◆ PROBLEM TO WORK ON ◆
Out of the entries that follow, copy each line containing "impl".

(Stored entries)

◆ ◆ ◆ ◆ ◆ ◆ ◆

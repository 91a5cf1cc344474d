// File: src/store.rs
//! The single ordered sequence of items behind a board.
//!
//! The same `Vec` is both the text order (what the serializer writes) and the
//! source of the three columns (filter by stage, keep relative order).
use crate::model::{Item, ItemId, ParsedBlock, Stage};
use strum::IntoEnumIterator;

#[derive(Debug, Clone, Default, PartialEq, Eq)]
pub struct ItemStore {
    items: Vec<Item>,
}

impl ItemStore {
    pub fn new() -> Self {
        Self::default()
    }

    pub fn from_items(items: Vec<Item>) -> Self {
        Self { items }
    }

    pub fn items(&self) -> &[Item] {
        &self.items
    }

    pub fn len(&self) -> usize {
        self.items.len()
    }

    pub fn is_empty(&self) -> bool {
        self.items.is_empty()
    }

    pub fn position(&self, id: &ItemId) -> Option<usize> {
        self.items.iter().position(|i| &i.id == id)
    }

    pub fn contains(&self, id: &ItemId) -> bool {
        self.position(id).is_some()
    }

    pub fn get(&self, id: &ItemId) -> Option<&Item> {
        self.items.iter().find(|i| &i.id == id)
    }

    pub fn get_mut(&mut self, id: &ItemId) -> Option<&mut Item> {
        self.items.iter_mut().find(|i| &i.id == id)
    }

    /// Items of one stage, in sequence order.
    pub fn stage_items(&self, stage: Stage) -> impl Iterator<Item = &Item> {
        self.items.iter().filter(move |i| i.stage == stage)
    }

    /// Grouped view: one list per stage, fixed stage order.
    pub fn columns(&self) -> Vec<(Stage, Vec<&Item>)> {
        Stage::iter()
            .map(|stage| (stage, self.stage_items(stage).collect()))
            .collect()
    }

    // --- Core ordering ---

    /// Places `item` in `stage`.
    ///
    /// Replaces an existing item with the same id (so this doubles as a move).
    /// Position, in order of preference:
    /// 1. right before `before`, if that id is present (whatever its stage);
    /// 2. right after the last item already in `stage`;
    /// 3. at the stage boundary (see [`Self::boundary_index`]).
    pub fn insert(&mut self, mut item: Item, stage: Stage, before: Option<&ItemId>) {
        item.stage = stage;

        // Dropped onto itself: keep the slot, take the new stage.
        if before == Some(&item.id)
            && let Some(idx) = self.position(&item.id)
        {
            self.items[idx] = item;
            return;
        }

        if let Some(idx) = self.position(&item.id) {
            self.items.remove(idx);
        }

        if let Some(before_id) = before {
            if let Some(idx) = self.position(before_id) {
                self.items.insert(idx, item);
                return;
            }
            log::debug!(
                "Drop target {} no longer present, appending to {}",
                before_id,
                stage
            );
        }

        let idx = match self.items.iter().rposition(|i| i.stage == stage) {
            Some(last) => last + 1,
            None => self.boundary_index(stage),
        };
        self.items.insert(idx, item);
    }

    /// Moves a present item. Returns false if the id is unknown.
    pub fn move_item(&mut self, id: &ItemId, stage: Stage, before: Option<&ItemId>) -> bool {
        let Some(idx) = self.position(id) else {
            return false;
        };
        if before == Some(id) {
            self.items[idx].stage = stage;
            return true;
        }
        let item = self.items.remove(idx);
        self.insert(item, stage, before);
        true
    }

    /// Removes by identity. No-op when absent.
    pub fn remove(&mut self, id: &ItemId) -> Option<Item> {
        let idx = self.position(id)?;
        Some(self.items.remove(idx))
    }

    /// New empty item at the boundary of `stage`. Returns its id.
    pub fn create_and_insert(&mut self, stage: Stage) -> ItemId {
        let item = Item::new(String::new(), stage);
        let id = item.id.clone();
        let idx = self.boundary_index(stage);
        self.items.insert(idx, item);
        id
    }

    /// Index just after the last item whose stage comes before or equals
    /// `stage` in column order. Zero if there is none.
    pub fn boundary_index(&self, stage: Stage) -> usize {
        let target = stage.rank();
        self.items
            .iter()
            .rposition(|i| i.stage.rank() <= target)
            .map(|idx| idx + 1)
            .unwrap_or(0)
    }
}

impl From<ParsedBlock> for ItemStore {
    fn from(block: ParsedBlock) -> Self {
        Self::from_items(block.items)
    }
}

◆ ◆ ◆ ◆ ◆ ◆ ◆

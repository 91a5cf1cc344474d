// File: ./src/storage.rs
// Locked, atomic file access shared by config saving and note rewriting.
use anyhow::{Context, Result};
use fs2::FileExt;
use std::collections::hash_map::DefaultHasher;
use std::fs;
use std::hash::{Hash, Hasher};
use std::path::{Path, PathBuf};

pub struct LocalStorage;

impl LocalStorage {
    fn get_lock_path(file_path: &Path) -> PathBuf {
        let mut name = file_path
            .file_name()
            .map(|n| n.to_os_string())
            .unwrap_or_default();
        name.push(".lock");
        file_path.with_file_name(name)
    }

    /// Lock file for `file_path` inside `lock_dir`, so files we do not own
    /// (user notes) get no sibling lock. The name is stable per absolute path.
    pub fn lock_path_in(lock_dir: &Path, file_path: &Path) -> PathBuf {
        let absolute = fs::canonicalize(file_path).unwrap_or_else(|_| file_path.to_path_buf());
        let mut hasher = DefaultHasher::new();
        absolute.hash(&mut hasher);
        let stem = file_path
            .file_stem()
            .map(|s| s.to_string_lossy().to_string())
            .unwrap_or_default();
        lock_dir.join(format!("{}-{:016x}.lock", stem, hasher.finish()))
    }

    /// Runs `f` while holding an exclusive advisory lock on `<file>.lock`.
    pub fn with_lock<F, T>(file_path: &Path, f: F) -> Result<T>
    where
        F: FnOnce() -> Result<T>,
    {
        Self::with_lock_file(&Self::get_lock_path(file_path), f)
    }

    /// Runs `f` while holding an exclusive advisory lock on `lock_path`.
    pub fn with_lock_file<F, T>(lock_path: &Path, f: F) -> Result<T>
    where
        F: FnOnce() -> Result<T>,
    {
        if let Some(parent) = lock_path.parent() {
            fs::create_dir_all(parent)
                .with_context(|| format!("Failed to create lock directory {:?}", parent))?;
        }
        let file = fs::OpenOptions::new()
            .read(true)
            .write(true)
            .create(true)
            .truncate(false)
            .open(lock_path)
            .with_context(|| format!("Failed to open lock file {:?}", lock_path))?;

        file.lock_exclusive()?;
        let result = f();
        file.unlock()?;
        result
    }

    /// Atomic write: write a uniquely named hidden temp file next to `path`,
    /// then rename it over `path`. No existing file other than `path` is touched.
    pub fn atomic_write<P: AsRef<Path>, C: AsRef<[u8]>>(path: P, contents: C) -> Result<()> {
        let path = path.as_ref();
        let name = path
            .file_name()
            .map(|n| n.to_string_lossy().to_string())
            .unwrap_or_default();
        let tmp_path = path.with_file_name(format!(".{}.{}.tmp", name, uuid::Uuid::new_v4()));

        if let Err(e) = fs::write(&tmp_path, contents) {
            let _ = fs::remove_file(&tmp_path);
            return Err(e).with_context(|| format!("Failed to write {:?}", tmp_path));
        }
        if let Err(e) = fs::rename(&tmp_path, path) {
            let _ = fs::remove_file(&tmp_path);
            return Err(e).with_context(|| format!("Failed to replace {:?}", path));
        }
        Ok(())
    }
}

◆ ◆ ◆ ◆ ◆ ◆ ◆

◆ FINISHED EXERCISE ◆
impl ItemStore {
    pub fn stage_items(&self, stage: Stage) -> impl Iterator<Item = &Item> {
impl From<ParsedBlock> for ItemStore {
impl LocalStorage {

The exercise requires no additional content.